Ces contenus peuvent également être signalés sur notre plateforme qui est disponible en version mobile et en version web. Pour la version mobile, vous pouvez retrouver la plateforme sur Play Store, App Galeries, IOS et sur App Store. Nous invitons les internautes à vraiment signaler massivement les contenus qui tendent à démoraliser les forces combattantes engagées sur le théâtre d'opération pour la reconquête et la consolidation du territoire burkinabè.
Au-delà de ce qui s'apparente à une campagne, quel bilan faites-vous de vos actions de lutte contre les fausses informations ?
Aujourd'hui, il est encore précoce de faire un bilan parce que nous sommes toujours dans la campagne. A la fin de la campagne, nous pourrons dresser un bilan.
A quels types de sanctions les personnes qui distillent les fausses informations s'exposent ?
L'article 312-13 du Code pénal a prévu des sanctions pour les personnes qui publient les fausses informations et celles qui relaient ou commentent ces informations. Pour ces types de contenus, la loi a prévu une peine d'emprisonnement de 1 à 5 ans et une peine d'amande de 1 million à 10 millions FCFA. Pour se mettre à l'abri de ces sanctions, nous demandons aux internautes de ne pas systématiquement relayer les informations.
Quels sont les enjeux de cette désinformation dans le contexte actuel de notre pays ?
Ces publications visent à saper le moral des forces combattantes engagées dans la reconquête et la consolidation du territoire national, à remettre en cause la dynamique impulsée par le gouvernement et à manipuler l'opinion publique. C'est peut-être l'objectif de ces publications qui visent à saper les efforts de paix durable et de la cohésion sociale au Burkina.
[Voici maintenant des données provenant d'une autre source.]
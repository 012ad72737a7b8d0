//! Containment of panics raised by device implementations.
//!
//! Device code is treated like a plugin: a panic inside it is captured at the
//! boundary of the update loop and reported through the bridge's log instead
//! of unwinding into the host process.

use std::{
    any::Any,
    fmt,
    panic::{self, AssertUnwindSafe},
};

/// Captured panic payload, displayed as the panic message when it has one.
///
/// ```
/// use relaybridge::panic::format_panic;
/// assert_eq!(format_panic(Box::new("boom")).to_string(), "boom");
/// assert_eq!(format_panic(Box::new(String::from("boom"))).to_string(), "boom");
/// assert_eq!(format_panic(Box::new(5_u32)).to_string(), "unknown panic payload");
/// ```
#[must_use]
pub struct PanicMessage(Box<dyn Any + Send>);

impl PanicMessage {
    /// Return the message text if the payload carried one.
    #[must_use]
    pub fn as_str(&self) -> Option<&str> {
        self.0
            .downcast_ref::<String>()
            .map(String::as_str)
            .or_else(|| self.0.downcast_ref::<&'static str>().copied())
    }
}

impl fmt::Display for PanicMessage {
    fn fmt(&self, f: &mut fmt::Formatter<'_>) -> fmt::Result {
        f.write_str(self.as_str().unwrap_or("unknown panic payload"))
    }
}

impl fmt::Debug for PanicMessage {
    fn fmt(&self, f: &mut fmt::Formatter<'_>) -> fmt::Result {
        f.debug_tuple("PanicMessage").field(&self.as_str()).finish()
    }
}

/// Wrap a payload obtained from [`std::panic::catch_unwind`].
pub fn format_panic(panic: Box<dyn Any + Send>) -> PanicMessage { PanicMessage(panic) }

/// Run `f`, turning a panic into an error.
///
/// The closure is asserted unwind-safe: callers only use it around code whose
/// shared state stays consistent across a panic (poisoned locks are recovered
/// elsewhere in the crate).
///
/// # Errors
///
/// Returns the captured [`PanicMessage`] if `f` panicked.
pub fn contain<R, F: FnOnce() -> R>(f: F) -> Result<R, PanicMessage> {
    panic::catch_unwind(AssertUnwindSafe(f)).map_err(format_panic)
}

#[cfg(test)]
mod tests {
    use super::contain;

    #[test]
    fn returns_value_when_closure_completes() {
        assert_eq!(contain(|| 7).ok(), Some(7));
    }

    #[test]
    fn captures_formatted_panic_message() {
        let captured = contain::<(), _>(|| panic!("device fault {}", 3)).expect_err("panicked");
        assert_eq!(captured.as_str(), Some("device fault 3"));
        assert_eq!(captured.to_string(), "device fault 3");
    }
}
Quelles sont les précautions à prendre pour sécuriser les médias sociaux et les réseaux sociaux ?
Il faut noter que la plupart des internautes, lorsqu'ils créent leurs comptes sur les réseaux sociaux, ils les utilisent a défaut. Pourtant, il faut avoir une certaine sécurisation. Juste après avoir créé, votre compte de réseaux sociaux, vous devez le sécuriser. Au niveau des paramètres des réseaux sociaux, vous avez la possibilité de paramétrer votre compte afin d'opérer des restrictions.
Vous avez la possibilité de limiter, masquer, votre numéro de téléphone et votre adresse. Il est aussi possible de masquer, par exemple, les personnes qui vous suivent. Les mots de passe que nous utilisons pour nos comptes de réseaux sociaux doivent faire l'objet de sécurisation. Il faut éviter d'utiliser les données personnelles comme mot de passe c'est-à-dire votre nom, prénom et date de naissance.
Les informaticiens recommandent que le mot de passe contienne 12 caractères et ils doivent prendre en compte les lettres majuscules, les lettres minuscules, les chiffres et les caractères spéciaux. Passées ces étapes, lorsque vous avez des difficultés, vous pouvez prendre attache avec la Brigade centrale de lutte contre la cybercriminalité notamment le service de veille technologique et d'assistance technique qui va vous assister techniquement à sécuriser votre terminus.
Quel appel avez-vous à l'endroit des populations dans ce contexte ?
Nous invitons les populations à faire preuve de responsabilité dans l'usage des plateformes numériques. Nous demandons aux usagers d'avoir des comportements prudents, d'éviter des propos injurieux ou transgenres, des discours de haine, incitatifs à la violence et autres. Enfin nous les encourageons à une utilisation modérée des réseaux sociaux.